Pejabat menunggu laporan tentang tingkat kerusakan pada ladang dan kolam yang akan selesai, kata Somboun
"Bothong Inter Group bekerjasama dengan pejabat kabupaten membantu mengembalikan sistem pasokan air dan kelistrikan," katanya. "Kami menunggu laporan tentang kerusakan pada sawah, ladang, dan kolam ikan."

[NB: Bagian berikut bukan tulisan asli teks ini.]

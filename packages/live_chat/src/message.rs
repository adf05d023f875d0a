//! Chat message model and intake validation.
//!
//! `RawMessage` is what collaborators send (history records and live push
//! bodies). `Message::from_raw` is the only path from a raw record to a
//! `Message`, so every message held in a log has a usable timestamp.

use std::fmt;

use chrono::{DateTime, NaiveDateTime, SecondsFormat, Utc};
use serde::{Deserialize, Serialize};
use uuid::Uuid;

use crate::channel::ChannelKey;
use crate::error::{ChatError, ChatResult};

/// Zone-less layouts the chat backend emits for local date-times.
const LOCAL_DATETIME_FORMATS: &[&str] = &["%Y-%m-%dT%H:%M:%S%.f", "%Y-%m-%d %H:%M:%S%.f"];

/// Opaque message identifier, unique within a channel's log.
#[derive(Debug, Clone, PartialEq, Eq, PartialOrd, Ord, Hash, Serialize, Deserialize)]
pub struct MessageId(String);

impl MessageId {
    pub fn new(id: impl Into<String>) -> Self {
        Self(id.into())
    }

    pub fn as_str(&self) -> &str {
        &self.0
    }

    /// Deterministic id for records the server sent without one, so the same
    /// record seen via history and via the live stream collapses to one entry.
    ///
    /// Two distinct id-less messages with the same sender, body and timestamp
    /// in one channel also share an id, so only the first of them is kept.
    fn synthesize(
        channel: &ChannelKey,
        timestamp: &DateTime<Utc>,
        sender: &str,
        body: &str,
    ) -> Self {
        let key = format!(
            "{}\u{1f}{}\u{1f}{}\u{1f}{}",
            channel.scope(),
            timestamp.to_rfc3339_opts(SecondsFormat::AutoSi, true),
            sender,
            body
        );
        Self(Uuid::new_v5(&Uuid::NAMESPACE_OID, key.as_bytes()).to_string())
    }
}

impl fmt::Display for MessageId {
    fn fmt(&self, f: &mut fmt::Formatter<'_>) -> fmt::Result {
        f.write_str(&self.0)
    }
}

/// A Message-shaped record as delivered by the history endpoint or the push
/// transport. Every field is optional here; validation happens in
/// [`Message::from_raw`].
#[derive(Debug, Clone, Default, PartialEq, Serialize, Deserialize)]
pub struct RawMessage {
    #[serde(default, alias = "messageId", skip_serializing_if = "Option::is_none")]
    pub id: Option<serde_json::Value>,
    #[serde(default, alias = "senderDisplayName", alias = "sender")]
    pub nickname: Option<String>,
    #[serde(default, alias = "body", alias = "text")]
    pub message: Option<String>,
    #[serde(default)]
    pub timestamp: Option<serde_json::Value>,
}

impl RawMessage {
    /// Decode one record. A record of the wrong shape is rejected on its own
    /// and never takes its batch down with it.
    pub fn from_value(value: serde_json::Value) -> ChatResult<Self> {
        serde_json::from_value(value)
            .map_err(|e| ChatError::MalformedMessage(format!("unexpected record shape: {e}")))
    }
}

/// A validated chat message.
#[derive(Debug, Clone, PartialEq, Eq, Serialize, Deserialize)]
pub struct Message {
    pub id: MessageId,
    pub channel: ChannelKey,
    pub sender: String,
    pub body: String,
    pub timestamp: DateTime<Utc>,
}

impl Message {
    /// Validate a raw record. Missing sender/body or an unparseable timestamp
    /// rejects the record.
    pub fn from_raw(channel: &ChannelKey, raw: RawMessage) -> ChatResult<Self> {
        let timestamp = match raw.timestamp.as_ref() {
            Some(value) => parse_timestamp(value)?,
            None => return Err(ChatError::MalformedMessage("missing timestamp".into())),
        };
        let sender = raw
            .nickname
            .ok_or_else(|| ChatError::MalformedMessage("missing nickname".into()))?;
        let body = raw
            .message
            .ok_or_else(|| ChatError::MalformedMessage("missing message text".into()))?;

        let id = match raw.id {
            Some(serde_json::Value::String(s)) if !s.is_empty() => MessageId(s),
            Some(serde_json::Value::Number(n)) => MessageId(n.to_string()),
            Some(serde_json::Value::Null | serde_json::Value::String(_)) | None => {
                MessageId::synthesize(channel, &timestamp, &sender, &body)
            }
            Some(other) => {
                return Err(ChatError::MalformedMessage(format!(
                    "unsupported id value: {other}"
                )));
            }
        };

        Ok(Self {
            id,
            channel: channel.clone(),
            sender,
            body,
            timestamp,
        })
    }

    /// Decode and validate one history record.
    pub fn from_value(channel: &ChannelKey, value: serde_json::Value) -> ChatResult<Self> {
        Self::from_raw(channel, RawMessage::from_value(value)?)
    }

    /// Decode and validate a live push body.
    pub fn from_json(channel: &ChannelKey, body: &str) -> ChatResult<Self> {
        let raw: RawMessage = serde_json::from_str(body)
            .map_err(|e| ChatError::MalformedMessage(format!("invalid json: {e}")))?;
        Self::from_raw(channel, raw)
    }
}

/// Parse RFC 3339, zone-less ISO local date-times (read as UTC), or epoch
/// milliseconds.
pub fn parse_timestamp(value: &serde_json::Value) -> ChatResult<DateTime<Utc>> {
    match value {
        serde_json::Value::String(s) => {
            let s = s.trim();
            if let Ok(ts) = DateTime::parse_from_rfc3339(s) {
                return Ok(ts.with_timezone(&Utc));
            }
            LOCAL_DATETIME_FORMATS
                .iter()
                .find_map(|fmt| NaiveDateTime::parse_from_str(s, fmt).ok())
                .map(|naive| naive.and_utc())
                .ok_or_else(|| ChatError::MalformedMessage(format!("unparseable timestamp '{s}'")))
        }
        serde_json::Value::Number(n) => n
            .as_i64()
            .and_then(DateTime::from_timestamp_millis)
            .ok_or_else(|| ChatError::MalformedMessage(format!("timestamp out of range: {n}"))),
        other => Err(ChatError::MalformedMessage(format!(
            "unsupported timestamp value: {other}"
        ))),
    }
}
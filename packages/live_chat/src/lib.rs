//! Live chat client: a STOMP push subscription merged with REST history into
//! one ordered, deduplicated message log per channel.

pub mod channel;
pub mod config;
pub mod credentials;
pub mod error;
pub mod follow;
pub mod history;
pub mod log;
pub mod message;
pub mod session;
pub mod transport;

#[cfg(test)]
mod test_helpers;

pub use channel::ChannelKey;
pub use credentials::{Credential, CredentialSource};
pub use error::{ChatError, ChatResult};
pub use follow::{FollowTracker, ScrollPosition};
pub use history::{HistoryFetcher, HttpHistoryFetcher};
pub use log::MessageLog;
pub use message::{Message, MessageId, RawMessage};
pub use session::{ChatSession, SessionUpdate};
pub use transport::{ConnectionState, StompTransport, Transport};
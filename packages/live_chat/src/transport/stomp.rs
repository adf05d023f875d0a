//! STOMP 1.2 frame codec.
//!
//! Wire format: `COMMAND\nheader:value\n...\n\nbody\0`. Several frames may
//! share one WebSocket text message; bare EOLs between frames are heart-beats.

use std::fmt;
use std::str::FromStr;

use crate::error::{ChatError, ChatResult};

#[derive(Debug, Clone, Copy, PartialEq, Eq)]
pub enum Command {
    Connect,
    Stomp,
    Connected,
    Subscribe,
    Unsubscribe,
    Send,
    Message,
    Receipt,
    Error,
    Disconnect,
}

impl Command {
    pub fn as_str(&self) -> &'static str {
        match self {
            Command::Connect => "CONNECT",
            Command::Stomp => "STOMP",
            Command::Connected => "CONNECTED",
            Command::Subscribe => "SUBSCRIBE",
            Command::Unsubscribe => "UNSUBSCRIBE",
            Command::Send => "SEND",
            Command::Message => "MESSAGE",
            Command::Receipt => "RECEIPT",
            Command::Error => "ERROR",
            Command::Disconnect => "DISCONNECT",
        }
    }

    /// CONNECT and CONNECTED headers are sent unescaped.
    fn escapes_headers(&self) -> bool {
        !matches!(self, Command::Connect | Command::Connected)
    }
}

impl fmt::Display for Command {
    fn fmt(&self, f: &mut fmt::Formatter<'_>) -> fmt::Result {
        f.write_str(self.as_str())
    }
}

impl FromStr for Command {
    type Err = ChatError;

    fn from_str(s: &str) -> Result<Self, Self::Err> {
        Ok(match s {
            "CONNECT" => Command::Connect,
            "STOMP" => Command::Stomp,
            "CONNECTED" => Command::Connected,
            "SUBSCRIBE" => Command::Subscribe,
            "UNSUBSCRIBE" => Command::Unsubscribe,
            "SEND" => Command::Send,
            "MESSAGE" => Command::Message,
            "RECEIPT" => Command::Receipt,
            "ERROR" => Command::Error,
            "DISCONNECT" => Command::Disconnect,
            other => return Err(ChatError::Protocol(format!("unknown command '{other}'"))),
        })
    }
}

#[derive(Debug, Clone, PartialEq, Eq)]
pub struct Frame {
    pub command: Command,
    pub headers: Vec<(String, String)>,
    pub body: String,
}

impl Frame {
    pub fn new(command: Command) -> Self {
        Self {
            command,
            headers: Vec::new(),
            body: String::new(),
        }
    }

    pub fn header(mut self, name: impl Into<String>, value: impl Into<String>) -> Self {
        self.headers.push((name.into(), value.into()));
        self
    }

    pub fn body(mut self, body: impl Into<String>) -> Self {
        self.body = body.into();
        self
    }

    /// First occurrence wins when a header repeats.
    pub fn get(&self, name: &str) -> Option<&str> {
        self.headers
            .iter()
            .find(|(k, _)| k == name)
            .map(|(_, v)| v.as_str())
    }

    pub fn encode(&self) -> String {
        let escape = self.command.escapes_headers();
        let mut out = String::with_capacity(64 + self.body.len());
        out.push_str(self.command.as_str());
        out.push('\n');
        for (name, value) in &self.headers {
            if escape {
                out.push_str(&escape_header(name));
                out.push(':');
                out.push_str(&escape_header(value));
            } else {
                out.push_str(name);
                out.push(':');
                out.push_str(value);
            }
            out.push('\n');
        }
        if !self.body.is_empty() && self.get("content-length").is_none() {
            out.push_str(&format!("content-length:{}\n", self.body.len()));
        }
        out.push('\n');
        out.push_str(&self.body);
        out.push('\0');
        out
    }

    /// Decode one frame (without its trailing NUL). `Ok(None)` for a heart-beat.
    pub fn decode(raw: &str) -> ChatResult<Option<Frame>> {
        let raw = raw.trim_start_matches(['\r', '\n']);
        if raw.is_empty() {
            return Ok(None);
        }
        let raw = raw.strip_suffix('\0').unwrap_or(raw);

        let (head, body) = match raw.find("\n\n") {
            Some(i) => (&raw[..i], &raw[i + 2..]),
            None => match raw.find("\r\n\r\n") {
                Some(i) => (&raw[..i], &raw[i + 4..]),
                None => (raw, ""),
            },
        };

        let mut lines = head.lines();
        let command: Command = lines
            .next()
            .map(str::trim_end)
            .ok_or_else(|| ChatError::Protocol("empty frame".into()))?
            .parse()?;

        let escaped = command.escapes_headers();
        let mut headers = Vec::new();
        for line in lines {
            let line = line.trim_end_matches('\r');
            if line.is_empty() {
                continue;
            }
            let (name, value) = line
                .split_once(':')
                .ok_or_else(|| ChatError::Protocol(format!("malformed header '{line}'")))?;
            if escaped {
                headers.push((unescape_header(name)?, unescape_header(value)?));
            } else {
                headers.push((name.to_string(), value.to_string()));
            }
        }

        let mut frame = Frame {
            command,
            headers,
            body: String::new(),
        };

        let body = match frame.get("content-length").map(str::parse::<usize>) {
            Some(Ok(len)) if len <= body.len() && body.is_char_boundary(len) => &body[..len],
            Some(Ok(len)) => {
                return Err(ChatError::Protocol(format!(
                    "content-length {len} exceeds body of {} bytes",
                    body.len()
                )));
            }
            Some(Err(_)) => return Err(ChatError::Protocol("invalid content-length".into())),
            None => body,
        };
        frame.body = body.to_string();
        Ok(Some(frame))
    }
}

/// Split a WebSocket text payload into individual frame strings.
pub fn split_frames(payload: &str) -> impl Iterator<Item = &str> {
    payload
        .split('\0')
        .filter(|chunk| !chunk.trim_matches(['\r', '\n']).is_empty())
}

fn escape_header(value: &str) -> String {
    let mut out = String::with_capacity(value.len());
    for c in value.chars() {
        match c {
            '\\' => out.push_str("\\\\"),
            '\n' => out.push_str("\\n"),
            '\r' => out.push_str("\\r"),
            ':' => out.push_str("\\c"),
            c => out.push(c),
        }
    }
    out
}

fn unescape_header(value: &str) -> ChatResult<String> {
    let mut out = String::with_capacity(value.len());
    let mut chars = value.chars();
    while let Some(c) = chars.next() {
        if c != '\\' {
            out.push(c);
            continue;
        }
        match chars.next() {
            Some('\\') => out.push('\\'),
            Some('n') => out.push('\n'),
            Some('r') => out.push('\r'),
            Some('c') => out.push(':'),
            other => {
                return Err(ChatError::Protocol(format!(
                    "invalid header escape '\\{}'",
                    other.map(String::from).unwrap_or_default()
                )));
            }
        }
    }
    Ok(out)
}
//! Chat scopes and the transport/history addresses derived from them.

use std::fmt;
use std::str::FromStr;

use serde::{Deserialize, Serialize};

const GLOBAL_TOPIC: &str = "/sub/general-live-chat";
const GLOBAL_SEND: &str = "/pub/chat/general/live/message/send";
const GLOBAL_HISTORY: &str = "/chat/general/live/message/list";

const EVENT_TOPIC_PREFIX: &str = "/sub/fixture-live-chat/";
const EVENT_SEND: &str = "/pub/chat/fixture/live/message/send";
const EVENT_HISTORY: &str = "/chat/fixture/live/message/list";

/// Identifies a chat scope. Immutable for the lifetime of a session.
#[derive(Debug, Clone, PartialEq, Eq, Hash, Serialize, Deserialize)]
#[serde(tag = "kind", content = "id", rename_all = "lowercase")]
pub enum ChannelKey {
    /// The site-wide broadcast channel.
    Global,
    /// A channel bound to one live event (e.g. a single fixture).
    Event(String),
}

impl ChannelKey {
    pub fn event(id: impl Into<String>) -> Self {
        Self::Event(id.into())
    }

    /// Scope label, "global" or the event id.
    pub fn scope(&self) -> &str {
        match self {
            Self::Global => "global",
            Self::Event(id) => id,
        }
    }

    /// Topic the session subscribes to.
    pub fn topic(&self) -> String {
        match self {
            Self::Global => GLOBAL_TOPIC.to_string(),
            Self::Event(id) => format!("{EVENT_TOPIC_PREFIX}{id}"),
        }
    }

    /// Destination outbound messages are published to.
    pub fn publish_destination(&self) -> &'static str {
        match self {
            Self::Global => GLOBAL_SEND,
            Self::Event(_) => EVENT_SEND,
        }
    }

    pub fn history_path(&self) -> &'static str {
        match self {
            Self::Global => GLOBAL_HISTORY,
            Self::Event(_) => EVENT_HISTORY,
        }
    }

    /// Routing identifiers carried in history requests and outbound bodies.
    pub fn routing_fields(&self) -> serde_json::Map<String, serde_json::Value> {
        let mut fields = serde_json::Map::new();
        if let Self::Event(id) = self {
            fields.insert("fixtureId".into(), serde_json::Value::String(id.clone()));
        }
        fields
    }
}

impl fmt::Display for ChannelKey {
    fn fmt(&self, f: &mut fmt::Formatter<'_>) -> fmt::Result {
        match self {
            Self::Global => write!(f, "global"),
            Self::Event(id) => write!(f, "event:{id}"),
        }
    }
}

impl FromStr for ChannelKey {
    type Err = String;

    fn from_str(s: &str) -> Result<Self, Self::Err> {
        let s = s.trim();
        if s.eq_ignore_ascii_case("global") {
            return Ok(Self::Global);
        }
        match s.split_once(':') {
            Some(("event", id)) if !id.trim().is_empty() => Ok(Self::Event(id.trim().to_string())),
            _ => Err(format!(
                "invalid channel '{s}': expected 'global' or 'event:<id>'"
            )),
        }
    }
}

#[cfg(test)]
mod tests {
    use super::*;

    #[test]
    fn global_addresses() {
        let key = ChannelKey::Global;
        assert_eq!(key.topic(), "/sub/general-live-chat");
        assert_eq!(key.publish_destination(), "/pub/chat/general/live/message/send");
        assert_eq!(key.history_path(), "/chat/general/live/message/list");
        assert!(key.routing_fields().is_empty());
    }

    #[test]
    fn event_addresses_carry_the_id() {
        let key = ChannelKey::event("1035037");
        assert_eq!(key.topic(), "/sub/fixture-live-chat/1035037");
        assert_eq!(key.scope(), "1035037");
        assert_eq!(key.routing_fields()["fixtureId"], "1035037");
    }

    #[test]
    fn parse_and_display() {
        assert_eq!("global".parse::<ChannelKey>().unwrap(), ChannelKey::Global);
        assert_eq!(
            "event:42".parse::<ChannelKey>().unwrap(),
            ChannelKey::event("42")
        );
        assert_eq!(ChannelKey::event("42").to_string(), "event:42");
        assert!("event:".parse::<ChannelKey>().is_err());
        assert!("lobby".parse::<ChannelKey>().is_err());
    }
}
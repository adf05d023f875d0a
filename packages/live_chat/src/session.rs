//! Chat session controller.
//!
//! A `ChatSession` owns one transport connection and one message log for one
//! channel, from `activate` until `deactivate` (or drop). Connect, history and
//! inbound-message completions all arrive on a single mpsc queue; only
//! [`ChatSession::next_update`] drains it, so the log has exactly one writer.
//!
//! Every queued completion is tagged with the activation epoch it belongs to.
//! `reconnect` starts a new epoch, and anything still in flight from the old
//! one is discarded when it lands.

use std::collections::VecDeque;
use std::sync::Arc;
use std::sync::atomic::{AtomicBool, Ordering};

use tokio::sync::mpsc;
use tokio::task::JoinHandle;
use tokio_util::sync::CancellationToken;
use tracing::{debug, info, warn};

use crate::channel::ChannelKey;
use crate::credentials::CredentialSource;
use crate::error::{ChatError, ChatResult};
use crate::follow::{FollowTracker, ScrollPosition};
use crate::history::HistoryFetcher;
use crate::log::MessageLog;
use crate::message::Message;
use crate::transport::{
    ConnectionState, InboundFrame, InboundHandler, SubscriptionHandle, Transport,
};

/// What changed, as seen by the consumer rendering the session.
#[derive(Debug, Clone, PartialEq)]
pub enum SessionUpdate {
    /// New messages entered the log. `auto_advance` tells the consumer to
    /// scroll to the newest message.
    MessagesChanged { inserted: usize, auto_advance: bool },
    ConnectionChanged(ConnectionState),
    /// Connect or subscribe failed. The session stays usable; retry with
    /// [`ChatSession::reconnect`].
    ConnectFailed(ChatError),
    /// History could not be loaded. Live messages still flow.
    HistoryFailed(ChatError),
    /// A record was rejected at intake and not inserted.
    MessageDropped(ChatError),
}

enum Event {
    Connected,
    ConnectFailed(ChatError),
    Inbound(InboundFrame),
    History(ChatResult<Vec<serde_json::Value>>),
    State(ConnectionState),
}

struct Envelope {
    epoch: u64,
    event: Event,
}

pub struct ChatSession<T, H, C>
where
    T: Transport,
    H: HistoryFetcher,
    C: CredentialSource,
{
    channel: ChannelKey,
    endpoint: String,
    transport: Arc<T>,
    history: Arc<H>,
    credentials: C,
    log: MessageLog,
    follow: FollowTracker,
    events_tx: mpsc::UnboundedSender<Envelope>,
    events_rx: mpsc::UnboundedReceiver<Envelope>,
    pending: VecDeque<SessionUpdate>,
    epoch: u64,
    reported_state: Option<ConnectionState>,
    subscription: Option<SubscriptionHandle>,
    /// Set from spawn until the connect call returns, before its completion
    /// is queued.
    connect_in_flight: Arc<AtomicBool>,
    cancel: CancellationToken,
    tasks: Vec<JoinHandle<()>>,
    active: bool,
}

impl<T, H, C> ChatSession<T, H, C>
where
    T: Transport,
    H: HistoryFetcher,
    C: CredentialSource,
{
    /// Start a session: connect, then subscribe to the channel topic, while
    /// history loads concurrently. Must be called inside a tokio runtime.
    pub fn activate(
        channel: ChannelKey,
        endpoint: impl Into<String>,
        transport: T,
        history: H,
        credentials: C,
    ) -> Self {
        let (events_tx, events_rx) = mpsc::unbounded_channel();
        let mut session = Self {
            channel,
            endpoint: endpoint.into(),
            transport: Arc::new(transport),
            history: Arc::new(history),
            credentials,
            log: MessageLog::new(),
            follow: FollowTracker::new(),
            events_tx,
            events_rx,
            pending: VecDeque::new(),
            epoch: 0,
            reported_state: None,
            subscription: None,
            connect_in_flight: Arc::new(AtomicBool::new(false)),
            cancel: CancellationToken::new(),
            tasks: Vec::new(),
            active: true,
        };
        info!(channel = %session.channel, endpoint = %session.endpoint, "activating chat session");
        session.spawn_state_watch();
        session.start_epoch();
        session
    }

    pub fn channel(&self) -> &ChannelKey {
        &self.channel
    }

    pub fn messages(&self) -> &[Message] {
        self.log.messages()
    }

    pub fn transport(&self) -> &T {
        &self.transport
    }

    /// The live subscription, if the session is currently listening.
    pub fn subscription(&self) -> Option<&SubscriptionHandle> {
        self.subscription.as_ref()
    }

    pub fn connection_state(&self) -> ConnectionState {
        self.transport.state()
    }

    pub fn is_active(&self) -> bool {
        self.active
    }

    pub fn is_pinned(&self) -> bool {
        self.follow.is_pinned()
    }

    pub fn on_scroll(&mut self, position: ScrollPosition) {
        self.follow.on_scroll(position);
    }

    /// Wait for the next change. Returns `None` once the session has been
    /// deactivated.
    pub async fn next_update(&mut self) -> Option<SessionUpdate> {
        loop {
            if !self.active {
                return None;
            }
            if let Some(update) = self.pending.pop_front() {
                return Some(update);
            }
            let envelope = self.events_rx.recv().await?;
            self.handle(envelope);
        }
    }

    /// Publish `text` to the channel. The credential is read now, on every
    /// call; with none available the transport is never touched.
    pub fn send(&self, text: &str) -> ChatResult<()> {
        if !self.active {
            return Err(ChatError::SessionClosed);
        }
        let text = text.trim();
        if text.is_empty() {
            return Err(ChatError::EmptyMessage);
        }
        let credential = self
            .credentials
            .current()
            .ok_or(ChatError::Unauthenticated)?;

        let mut body = self.channel.routing_fields();
        body.insert("message".into(), serde_json::Value::String(text.to_string()));
        let body = serde_json::Value::Object(body).to_string();
        let headers = [("Authorization".to_string(), credential.bearer_header())];

        self.transport
            .publish(self.channel.publish_destination(), &headers, &body)
            .inspect_err(|e| warn!(channel = %self.channel, error = %e, "send failed"))
    }

    /// Re-run connect, subscribe and history after the connection closed or
    /// failed. A no-op while a connect is in flight or the channel is
    /// already subscribed.
    pub fn reconnect(&mut self) -> ChatResult<()> {
        if !self.active {
            return Err(ChatError::SessionClosed);
        }
        let state = self.transport.state();
        let listening = state.can_publish() && self.subscription.is_some();
        if self.connect_in_flight.load(Ordering::SeqCst) || state.is_connecting() || listening {
            debug!(%state, "reconnect skipped");
            return Ok(());
        }
        self.tasks.retain(|task| !task.is_finished());
        self.subscription = None;
        self.epoch += 1;
        info!(channel = %self.channel, epoch = self.epoch, "reconnecting");
        self.start_epoch();
        Ok(())
    }

    /// Tear the session down. Cancels in-flight work and disconnects the
    /// transport exactly once; later calls do nothing.
    pub fn deactivate(&mut self) {
        if !self.active {
            return;
        }
        self.active = false;
        self.cancel.cancel();
        for task in self.tasks.drain(..) {
            task.abort();
        }
        if let Some(handle) = self.subscription.take() {
            if let Err(e) = self.transport.unsubscribe(&handle) {
                debug!(topic = %handle.topic, error = %e, "unsubscribe on teardown failed");
            }
        }
        self.transport.disconnect();
        self.pending.clear();
        self.events_rx.close();
        info!(channel = %self.channel, "chat session deactivated");
    }

    fn start_epoch(&mut self) {
        self.spawn_connect();
        self.spawn_history();
    }

    fn spawn_connect(&mut self) {
        let transport = self.transport.clone();
        let endpoint = self.endpoint.clone();
        let tx = self.events_tx.clone();
        let cancel = self.cancel.clone();
        let in_flight = self.connect_in_flight.clone();
        let epoch = self.epoch;
        in_flight.store(true, Ordering::SeqCst);
        self.tasks.push(tokio::spawn(async move {
            let result = tokio::select! {
                _ = cancel.cancelled() => return,
                result = transport.connect(&endpoint) => result,
            };
            in_flight.store(false, Ordering::SeqCst);
            let event = match result {
                Ok(()) => Event::Connected,
                Err(e) => Event::ConnectFailed(e),
            };
            let _ = tx.send(Envelope { epoch, event });
        }));
    }

    fn spawn_history(&mut self) {
        let history = self.history.clone();
        let channel = self.channel.clone();
        let tx = self.events_tx.clone();
        let cancel = self.cancel.clone();
        let epoch = self.epoch;
        self.tasks.push(tokio::spawn(async move {
            let result = tokio::select! {
                _ = cancel.cancelled() => return,
                result = history.fetch_history(&channel) => result,
            };
            let _ = tx.send(Envelope {
                epoch,
                event: Event::History(result),
            });
        }));
    }

    fn spawn_state_watch(&mut self) {
        let mut states = self.transport.watch_state();
        let tx = self.events_tx.clone();
        let cancel = self.cancel.clone();
        self.tasks.push(tokio::spawn(async move {
            loop {
                let state = *states.borrow_and_update();
                let envelope = Envelope {
                    epoch: 0,
                    event: Event::State(state),
                };
                if tx.send(envelope).is_err() {
                    return;
                }
                tokio::select! {
                    _ = cancel.cancelled() => return,
                    changed = states.changed() => {
                        if changed.is_err() {
                            return;
                        }
                    }
                }
            }
        }));
    }

    fn handle(&mut self, envelope: Envelope) {
        let Envelope { epoch, event } = envelope;
        if let Event::State(state) = event {
            self.on_state(state);
            return;
        }
        if epoch != self.epoch {
            debug!(epoch, current = self.epoch, "dropping stale completion");
            return;
        }
        match event {
            Event::Connected => self.on_connected(),
            Event::ConnectFailed(e) => {
                warn!(channel = %self.channel, error = %e, "connect failed");
                self.pending.push_back(SessionUpdate::ConnectFailed(e));
            }
            Event::Inbound(frame) => self.on_inbound(frame),
            Event::History(Ok(records)) => self.on_history(records),
            Event::History(Err(e)) => {
                warn!(channel = %self.channel, error = %e, "history unavailable");
                self.pending.push_back(SessionUpdate::HistoryFailed(e));
            }
            Event::State(_) => {}
        }
    }

    fn on_state(&mut self, state: ConnectionState) {
        if self.reported_state == Some(state) {
            return;
        }
        self.reported_state = Some(state);
        if state == ConnectionState::Closed {
            self.subscription = None;
        }
        self.pending
            .push_back(SessionUpdate::ConnectionChanged(state));
    }

    fn on_connected(&mut self) {
        let tx = self.events_tx.clone();
        let epoch = self.epoch;
        let handler: InboundHandler = Arc::new(move |frame| {
            let _ = tx.send(Envelope {
                epoch,
                event: Event::Inbound(frame),
            });
        });
        let topic = self.channel.topic();
        match self.transport.subscribe(&topic, handler) {
            Ok(handle) => {
                info!(channel = %self.channel, %topic, id = %handle.id, "listening");
                self.subscription = Some(handle);
            }
            Err(e) => {
                warn!(channel = %self.channel, %topic, error = %e, "subscribe failed");
                self.pending.push_back(SessionUpdate::ConnectFailed(e));
            }
        }
    }

    fn on_inbound(&mut self, frame: InboundFrame) {
        match Message::from_json(&self.channel, &frame.body) {
            Ok(message) => {
                let id = message.id.clone();
                if self.log.append(message) {
                    self.messages_changed(1);
                } else {
                    debug!(%id, "duplicate live message ignored");
                }
            }
            Err(e) => {
                warn!(channel = %self.channel, topic = %frame.topic, error = %e, "dropping live message");
                self.pending.push_back(SessionUpdate::MessageDropped(e));
            }
        }
    }

    fn on_history(&mut self, records: Vec<serde_json::Value>) {
        let mut accepted = Vec::with_capacity(records.len());
        for record in records {
            match Message::from_value(&self.channel, record) {
                Ok(message) => accepted.push(message),
                Err(e) => {
                    warn!(channel = %self.channel, error = %e, "dropping history record");
                    self.pending.push_back(SessionUpdate::MessageDropped(e));
                }
            }
        }
        let inserted = self.log.merge_batch(accepted);
        debug!(channel = %self.channel, inserted, total = self.log.len(), "history merged");
        if inserted > 0 {
            self.messages_changed(inserted);
        }
    }

    fn messages_changed(&mut self, inserted: usize) {
        let auto_advance = self.follow.on_messages_changed(&self.log);
        self.pending.push_back(SessionUpdate::MessagesChanged {
            inserted,
            auto_advance,
        });
    }
}

impl<T, H, C> Drop for ChatSession<T, H, C>
where
    T: Transport,
    H: HistoryFetcher,
    C: CredentialSource,
{
    fn drop(&mut self) {
        self.deactivate();
    }
}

Banjir telah memotong Jalan D1 antara distrik Paksan di provinsi Bolikhamxay dan distrik Phaxay di provinsi Xieng Khouang, menurut sebuah laporan oleh KPL, Lao News Agency.
Konstruksi sedang berlangsung
Bothong Inter Group memulai pembangunan bendungan 15 megawatt kecil di Sungai Nam Ao pada tahun 2015.
Sekitar 85 persen pembangunan selesai, dan bendungan tersebut diperkirakan akan beroperasi penuh awal tahun depan, menurut sebuah laporan oleh KPL, Lao News Agency.
Penduduk desa telah melarikan diri ke tempat yang lebih tinggi, dan tidak ada korban luka atau korban tewas yang dilaporkan, katanya.
Pejabat di Kementerian Sumber Daya Alam dan Lingkungan menyelidik penyebab insiden tersebut dan memperkirakan kerusakan yang diakibatkannya, kata laporan tersebut.
Laos dan negara-negara Asia Tenggara lainnya sedang membangun bendungan sementara mereka berusaha memanfaatkan kekuatan Sungai Mekong dan sungai lainnya.
Meskipun pemerintah Laos melihat pembangkit listrik sebagai cara untuk meningkatkan ekonomi negara, proyek-proyek tersebut kontroversial karena dampak lingkungan, pemindahan penduduk desa, dan pengaturan keuangan yang patut dipertanyakan.